As for your tool marks all I can say is you are in good company. I think that's a pretty normal experience as you are developing your tool technique. Stick with it and have fun. 
A chainsaw is pretty handy if you have access to timber. A bandsaw is great to have too. Of course you can always buy prepared blanks from retailers but that can get pretty expensive if you turn a lot.


----------



## john lucas (Sep 18, 2007)

There are two kinds of tool marks. Torn grain and bruised wood. torn grain should be obvious. There are holes in the wood where the grain was torn or plucked out. Usually by using tools that aren't sharp enough, pushing the tool faster than it wants to cut (I call it forcing the cut) or cutting uphill against the grain. Usually a little of all 3. Try to cut downhill with the grain. use sharp tools and try not to force the cut. Relax your grip and let the tool do the cutting.
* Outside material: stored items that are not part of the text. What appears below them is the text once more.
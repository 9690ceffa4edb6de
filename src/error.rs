//! Error types for each stage of the harvest pipeline.
//!
//! Failures are scoped to the smallest unit they affect:
//!
//! | Error | Scope | Handling |
//! |-------|-------|----------|
//! | [`FetchError`] | one URL | logged, URL skipped |
//! | [`ExtractionFailure`] | one paper | logged, record discarded |
//! | [`EnumerateError`] | one journal | journal skipped and reported |
//! | [`StoreError`] | one journal | journal skipped and reported |
//! | [`ConfigError`] | whole run | fatal at startup |
//!
//! Duplicate rows found while merging are not errors; they are dropped.

use crate::profiles::Field;
use std::path::PathBuf;
use thiserror::Error;

/// A page could not be loaded.
#[derive(Debug, Error)]
pub enum FetchError {
    #[error("failed to build HTTP client: {0}")]
    Client(#[source] reqwest::Error),

    #[error("invalid URL {url}: {source}")]
    InvalidUrl {
        url: String,
        #[source]
        source: url::ParseError,
    },

    #[error("request to {url} failed: {source}")]
    Request {
        url: String,
        #[source]
        source: reqwest::Error,
    },

    #[error("{url} returned HTTP {status}")]
    Status { url: String, status: u16 },
}

/// Why a paper page produced no record.
#[derive(Debug, Error)]
pub enum ExtractionFailure {
    #[error(transparent)]
    Fetch(#[from] FetchError),

    #[error("required field `{0}` not found")]
    FieldNotFound(Field),

    #[error("no volume number in {0:?}")]
    UnparseableVolumeIssue(String),
}

/// The list of issue pages for a journal could not be produced.
#[derive(Debug, Error)]
pub enum EnumerateError {
    #[error("journal {journal} is not supported: {reason}")]
    UnsupportedJournal { journal: String, reason: String },

    #[error("latest volume of {0} is unknown")]
    UnknownLatestVolume(String),

    #[error("could not load issue index: {0}")]
    Index(#[from] FetchError),
}

impl EnumerateError {
    pub fn unsupported(journal: &str, reason: impl Into<String>) -> Self {
        EnumerateError::UnsupportedJournal {
            journal: journal.to_string(),
            reason: reason.into(),
        }
    }
}

#[derive(Debug, Error)]
pub enum StoreError {
    #[error("I/O error on {}: {source}", .path.display())]
    Io {
        path: PathBuf,
        #[source]
        source: std::io::Error,
    },

    #[error("malformed CSV in {}: {source}", .path.display())]
    Csv {
        path: PathBuf,
        #[source]
        source: csv::Error,
    },

    #[error("JSON encoding failed: {0}")]
    Json(#[from] serde_json::Error),
}

#[derive(Debug, Error)]
pub enum ConfigError {
    #[error("cannot read config {}: {source}", .path.display())]
    Read {
        path: PathBuf,
        #[source]
        source: std::io::Error,
    },

    #[error("invalid config: {0}")]
    Yaml(#[from] serde_yaml::Error),

    #[error("invalid selector {selector:?}: {reason}")]
    Selector { selector: String, reason: String },

    #[error("invalid pattern: {0}")]
    Regex(#[from] regex::Error),

    #[error("journal {0} is not in the config")]
    UnknownJournal(String),

    /// Rows are keyed by publisher and journal name, so names must be unique.
    #[error("{publisher} journals {first} and {second} share the name {name:?}")]
    DuplicateJournalName {
        publisher: String,
        name: String,
        first: String,
        second: String,
    },
}

/// A single journal run failed as a whole.
#[derive(Debug, Error)]
pub enum RunError {
    #[error(transparent)]
    Enumerate(#[from] EnumerateError),

    #[error(transparent)]
    Store(#[from] StoreError),
}

impl RunError {
    pub fn is_unsupported(&self) -> bool {
        matches!(
            self,
            RunError::Enumerate(EnumerateError::UnsupportedJournal { .. })
        )
    }
}
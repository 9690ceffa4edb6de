//! Oxford Academic journals.
//!
//! Journals whose issue numbers keep counting across volumes (The Economic
//! Journal) have no usable URL scheme and are configured as non-resetting.

use super::{IssueSource, PublisherSpec, landing_page};
use crate::enumerate::UrlTemplate;
use crate::error::ConfigError;
use crate::profiles::SelectorProfile;

pub fn spec() -> Result<PublisherSpec, ConfigError> {
    let selectors = SelectorProfile::new(
        "h1.wi-article-title",
        "div.wi-authors span.al-author-name-more button.linked-name",
        "section.abstract p",
        "div.volume-issue__wrap",
        "h5.customLink.item-title > a",
    )?;

    Ok(PublisherSpec {
        selectors,
        issues: IssueSource::Template(UrlTemplate::new(
            "https://academic.oup.com/{key}/issue/{volume}/{issue}",
        )),
        latest_volume: Some(landing_page(
            "https://academic.oup.com/{key}/issue",
            "div.volume-issue__wrap",
            r"Volume (\d+)",
        )?),
    })
}
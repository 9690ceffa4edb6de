//! Utility functions for string handling and file system checks.
//!
//! This module provides helper functions used throughout the application:
//! - String truncation for log previews
//! - Slugs for file names and display names derived from slugs
//! - File system validation for the data directory

use std::fs as stdfs;
use std::io;
use std::path::Path;
use tokio::fs;
use tracing::{info, instrument};

/// Words left in lower case when a journal slug is turned into a name.
const MINOR_WORDS: &[&str] = &["of", "and", "to"];

/// Truncate a string for logging purposes.
///
/// Long strings are cut to at most `max` bytes, on a character boundary,
/// with an ellipsis and byte count indicator appended.
///
/// # Arguments
///
/// * `s` - The string to potentially truncate
/// * `max` - Maximum number of bytes to keep
///
/// # Returns
///
/// The original string if it fits, otherwise a truncated version with
/// `"…(+N bytes)"` appended.
pub fn truncate_for_log(s: &str, max: usize) -> String {
    if s.len() <= max {
        return s.to_string();
    }
    let mut end = max;
    while !s.is_char_boundary(end) {
        end -= 1;
    }
    format!("{}…(+{} bytes)", &s[..end], s.len() - end)
}

/// Convert a journal key to a file-name-safe slug.
///
/// Lowercases the text, drops anything but alphanumerics, spaces, `-` and
/// `_`, and replaces spaces with hyphens.
///
/// # Examples
///
/// ```ignore
/// assert_eq!(slugify("Journal of Finance"), "journal-of-finance");
/// assert_eq!(slugify("qje/2024"), "qje2024");
/// ```
pub fn slugify(key: &str) -> String {
    key.to_lowercase()
        .replace(|c: char| !c.is_alphanumeric() && c != ' ' && c != '-' && c != '_', "")
        .split_whitespace()
        .collect::<Vec<_>>()
        .join("-")
}

/// Capitalize the first character of a string.
pub fn upcase(s: &str) -> String {
    let mut c = s.chars();
    match c.next() {
        None => String::new(),
        Some(f) => f.to_uppercase().collect::<String>() + c.as_str(),
    }
}

/// Human-readable journal name from a hyphenated slug.
///
/// Every word is capitalized except "of", "and" and "to".
///
/// # Examples
///
/// ```ignore
/// assert_eq!(
///     display_name_from_slug("journal-of-monetary-economics"),
///     "Journal of Monetary Economics"
/// );
/// ```
pub fn display_name_from_slug(slug: &str) -> String {
    slug.split('-')
        .filter(|w| !w.is_empty())
        .map(|w| {
            if MINOR_WORDS.contains(&w) {
                w.to_string()
            } else {
                upcase(w)
            }
        })
        .collect::<Vec<_>>()
        .join(" ")
}

/// Ensure a directory exists and is writable.
///
/// Creates the directory if it doesn't exist, then creates and immediately
/// deletes a scratch file.
///
/// # Errors
///
/// Returns an error if:
/// - The directory cannot be created
/// - The directory is not writable (permission denied, read-only filesystem, etc.)
#[instrument(level = "info", skip_all, fields(path = %path.display()))]
pub async fn ensure_writable_dir(path: &Path) -> io::Result<()> {
    fs::create_dir_all(path).await?;
    let check_path = path.join("..__write_check__");
    stdfs::File::create(&check_path)?;
    let _ = stdfs::remove_file(&check_path);
    info!("Data directory is writable");
    Ok(())
}
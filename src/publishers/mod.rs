//! Built-in profiles for each supported publisher.
//!
//! Every publisher module exports `spec()`, returning the selectors for its
//! paper pages together with how its issue pages are found.
//!
//! # Supported Publishers
//!
//! | Publisher | Module | Issue pages | Latest volume |
//! |-----------|--------|-------------|---------------|
//! | Elsevier | [`elsevier`] | URL template, volume-only pages | journal issues page |
//! | Wiley | [`wiley`] | URL template | journal landing page |
//! | Econometrica | [`econometrica`] | URL template addressed by year | journal landing page |
//! | Oxford | [`oxford`] | URL template | issue archive page |
//! | Springer | [`springer`] | URL template | volumes and issues page |
//! | AEA | [`aea`] | issue index | from the index |
//! | JSTOR | [`jstor`] | issue index | from the index |
//! | UChicago | [`uchicago`] | URL template | current issue page |

pub mod aea;
pub mod econometrica;
pub mod elsevier;
pub mod jstor;
pub mod oxford;
pub mod springer;
pub mod uchicago;
pub mod wiley;

use crate::discover::{IssueIndex, LatestVolumePage};
use crate::enumerate::UrlTemplate;
use crate::error::ConfigError;
use crate::fetch::Locator;
use crate::models::Publisher;
use crate::profiles::SelectorProfile;
use regex::Regex;

/// How a publisher's issue listing pages are found.
#[derive(Debug, Clone)]
pub enum IssueSource {
    /// Computed from the volume and issue numbers.
    Template(UrlTemplate),
    /// Read from an index page listing every volume.
    Index(IssueIndex),
}

/// Everything the pipeline needs to know about one publisher.
#[derive(Debug, Clone)]
pub struct PublisherSpec {
    pub selectors: SelectorProfile,
    pub issues: IssueSource,
    /// Used when the journal config does not pin a latest volume.
    pub latest_volume: Option<LatestVolumePage>,
}

/// The built-in spec for `publisher`.
///
/// # Errors
///
/// Returns [`ConfigError`] only if a built-in selector or pattern is invalid.
pub fn spec(publisher: Publisher) -> Result<PublisherSpec, ConfigError> {
    match publisher {
        Publisher::Elsevier => elsevier::spec(),
        Publisher::Wiley => wiley::spec(),
        Publisher::Econometrica => econometrica::spec(),
        Publisher::Oxford => oxford::spec(),
        Publisher::Springer => springer::spec(),
        Publisher::Aea => aea::spec(),
        Publisher::Jstor => jstor::spec(),
        Publisher::UChicago => uchicago::spec(),
    }
}

fn landing_page(url: &str, locator: &str, pattern: &str) -> Result<LatestVolumePage, ConfigError> {
    Ok(LatestVolumePage {
        url: url.to_string(),
        locator: Locator::parse(locator)?,
        pattern: Regex::new(pattern)?,
    })
}

fn index(
    url: &str,
    volume_block: &str,
    volume_label: &str,
    volume_pattern: &str,
    issue_link: &str,
) -> Result<IssueIndex, ConfigError> {
    Ok(IssueIndex {
        url: url.to_string(),
        volume_block: Locator::parse(volume_block)?,
        volume_label: Locator::parse(volume_label)?,
        volume_pattern: Regex::new(volume_pattern)?,
        issue_link: Locator::parse(issue_link)?,
    })
}
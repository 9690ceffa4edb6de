//! # Journal Harvest
//!
//! Scrapes paper metadata (title, authors, abstract, volume/issue) from the
//! issue listings of academic journals and merges it into a deduplicated
//! CSV dataset.
//!
//! ## Features
//!
//! - Eight publisher families (Elsevier, Wiley, Oxford, Springer, AEA,
//!   JSTOR, Econometrica and UChicago), each with its own selector profile
//! - Rescans only the most recent volumes of each journal, or backfills
//!   explicitly named volumes and issues
//! - Per-journal and aggregate CSV files that never gain duplicate rows
//! - A dated JSON dump of every run's raw records
//!
//! ## Usage
//!
//! ```sh
//! journal_harvest --config journals.yaml --data-dir ./data --trailing-volumes 2
//! journal_harvest --publisher jstor --journal jeconlite --volumes 58 --issues 4
//! ```
//!
//! ## Architecture
//!
//! The application follows a pipeline architecture, one journal at a time:
//! 1. **Issue pages**: computed from a URL template or read from an index page
//! 2. **Links**: paper URLs collected from each issue page
//! 3. **Records**: metadata extracted and normalized from each paper page
//! 4. **Store**: run JSON written, then merged into the CSV files

use chrono::Local;
use clap::Parser;
use std::error::Error;
use std::time::Duration;
use tracing::{debug, error, info, instrument, warn};
use tracing_subscriber::{fmt as tfmt, EnvFilter};

mod cli;
mod collect;
mod config;
mod discover;
mod enumerate;
mod error;
mod extract;
mod fetch;
mod models;
mod normalize;
mod pipeline;
mod profiles;
mod publishers;
mod store;
mod utils;

use cli::Cli;
use config::JournalsConfig;
use fetch::HttpFetcher;
use pipeline::{RunSettings, run_batch};
use utils::ensure_writable_dir;

#[tokio::main]
#[instrument]
async fn main() -> Result<(), Box<dyn Error>> {
    // --- Tracing init ---
    let filter = EnvFilter::try_from_default_env().unwrap_or_else(|_| EnvFilter::new("info"));
    tfmt()
        .with_env_filter(filter)
        .with_target(true)
        .with_file(false)
        .with_line_number(false)
        .with_timer(tracing_subscriber::fmt::time::UtcTime::rfc_3339())
        .init();

    let start_time = std::time::Instant::now();
    info!("journal_harvest starting up");

    let args = Cli::parse();
    debug!(?args, "Parsed CLI arguments");

    let config = JournalsConfig::load(&args.config)?;
    let jobs = config.jobs(args.publisher, args.journal.as_deref())?;
    if jobs.is_empty() {
        warn!(config = %args.config.display(), "No journals selected; nothing to do");
        return Ok(());
    }

    // Early check: a run that cannot write its results is not worth starting
    if let Err(e) = ensure_writable_dir(&args.data_dir).await {
        error!(
            path = %args.data_dir.display(),
            error = %e,
            "Data directory is not writable (fix perms or choose a different path)"
        );
        return Err(e.into());
    }

    let fetcher = HttpFetcher::new(
        &config.http.user_agent,
        Duration::from_secs(config.http.timeout_secs),
    )?;
    let settings = RunSettings {
        data_dir: args.data_dir.clone(),
        selection: args.selection(),
        settle_delay: Duration::from_secs(args.settle_delay_secs),
        concurrency: args.concurrency,
        run_date: Local::now().date_naive(),
    };
    info!(
        journals = jobs.len(),
        selection = ?settings.selection,
        concurrency = settings.concurrency,
        "Starting harvest"
    );

    let report = run_batch(&jobs, &fetcher, &settings).await;

    for journal in &report.completed {
        info!(
            journal = %journal.journal,
            issue_pages = journal.issue_pages,
            links = journal.links,
            records = journal.records,
            dropped = journal.extraction_failures,
            added = journal.store.journal.added,
            "Journal summary"
        );
    }
    for skipped in &report.skipped {
        warn!(
            journal = %skipped.journal,
            unsupported = skipped.unsupported,
            reason = %skipped.reason,
            "Journal skipped"
        );
    }

    let added: usize = report.completed.iter().map(|j| j.store.journal.added).sum();
    let elapsed = start_time.elapsed();
    info!(
        completed = report.completed.len(),
        skipped = report.skipped.len(),
        rows_added = added,
        elapsed_secs = elapsed.as_secs(),
        "Harvest finished"
    );

    Ok(())
}
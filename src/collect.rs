//! Paper link collection from issue listing pages.
//!
//! Pages are visited strictly in order. A page that fails to load is
//! logged, counted and skipped; the rest of the run carries on. Links are
//! deduplicated within a page only: a paper reprinted in two issues shows
//! up twice here and is collapsed later by the store merge.

use crate::fetch::PageFetcher;
use crate::models::PaperLink;
use crate::profiles::SelectorProfile;
use futures::stream::{self, StreamExt};
use std::time::Duration;
use tracing::{debug, info, instrument, warn};

/// Links gathered from a set of issue pages.
#[derive(Debug, Clone, Default, PartialEq, Eq)]
pub struct LinkCollection {
    /// Page order, then within-page order.
    pub links: Vec<PaperLink>,
    /// Issue pages that could not be loaded.
    pub failures: usize,
}

/// Visit each issue page and collect its paper links.
///
/// # Arguments
///
/// * `urls` - Issue listing URLs, in visiting order
/// * `profile` - Selectors for the publisher's paper links
/// * `fetcher` - Page loader
/// * `settle_delay` - Wait applied before each page load
///
/// # Returns
///
/// The concatenated links and the number of pages that failed.
#[instrument(level = "info", skip_all, fields(pages = urls.len()))]
pub async fn collect_links<F: PageFetcher>(
    urls: &[String],
    profile: &SelectorProfile,
    fetcher: &F,
    settle_delay: Duration,
) -> LinkCollection {
    let pages: Vec<Option<Vec<PaperLink>>> = stream::iter(urls)
        .then(|url| async move {
            match fetcher.fetch(url, settle_delay).await {
                Ok(doc) => {
                    let links = profile.locate_paper_links(&doc);
                    debug!(%url, count = links.len(), "Collected paper links");
                    Some(links)
                }
                Err(e) => {
                    warn!(error = %e, %url, "Issue page failed, skipping");
                    None
                }
            }
        })
        .collect()
        .await;

    let mut collection = LinkCollection::default();
    for page in pages {
        match page {
            Some(links) => collection.links.extend(links),
            None => collection.failures += 1,
        }
    }

    info!(
        count = collection.links.len(),
        failures = collection.failures,
        "Collected paper links"
    );
    collection
}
The second is bruising. This is a defect that is difficult to see when your sanding but shows up when you start finishing. What causes this is the bottom corner of the bevel of your bowl gouge. When you grind the tool the bottom edge is kind of sharp. It can easily bruise the wood or compress the fibers. It won't sand out and comes back every time you get to the finishing stage. The cure is to grind off this sharp corner and try not to put so much pressure on the bevel. Think of it as gliding the bevel rather than riding the bevel when you turn.


----------



## BigJoe16 (Feb 20, 2012)

I used to have the same problem. I would sand the hell out of it and just burn my fingers and waste paper. Then a friend of mine gave me a 8 piece tool set and it has a round nose scraper and a pointed scraper. It smoothed it all out and got rid of any tear out. it is definitely worth buying one even just a cheap one


----------



## hughie (Mar 22, 2008)

welcome to the world of the 80grit gouge :laughing:


----------



## softaly2 (Jun 13, 2011)

Thanks everyone. Yes it is a very fine line that goes around the inside surface of the bowl. Sand and sand seems to not really get rid of it. Going in with the gouge seems to either not get rid of it or it moves elsewhere. Thanks for the tips on scrapers and finding a club. I found a local and will be attending.


----------



## john lucas (Sep 18, 2007)

My video on shear scraping may help you out. It's easier than sanding.


----------



## Ben M (Apr 19, 2012)

I'm trying to get by with neither a chainsaw nor a bandsaw. (Why? Because I'm a beginner, and I didn't want to over-invest in tools until I found out whether the hobby agreed with me.) 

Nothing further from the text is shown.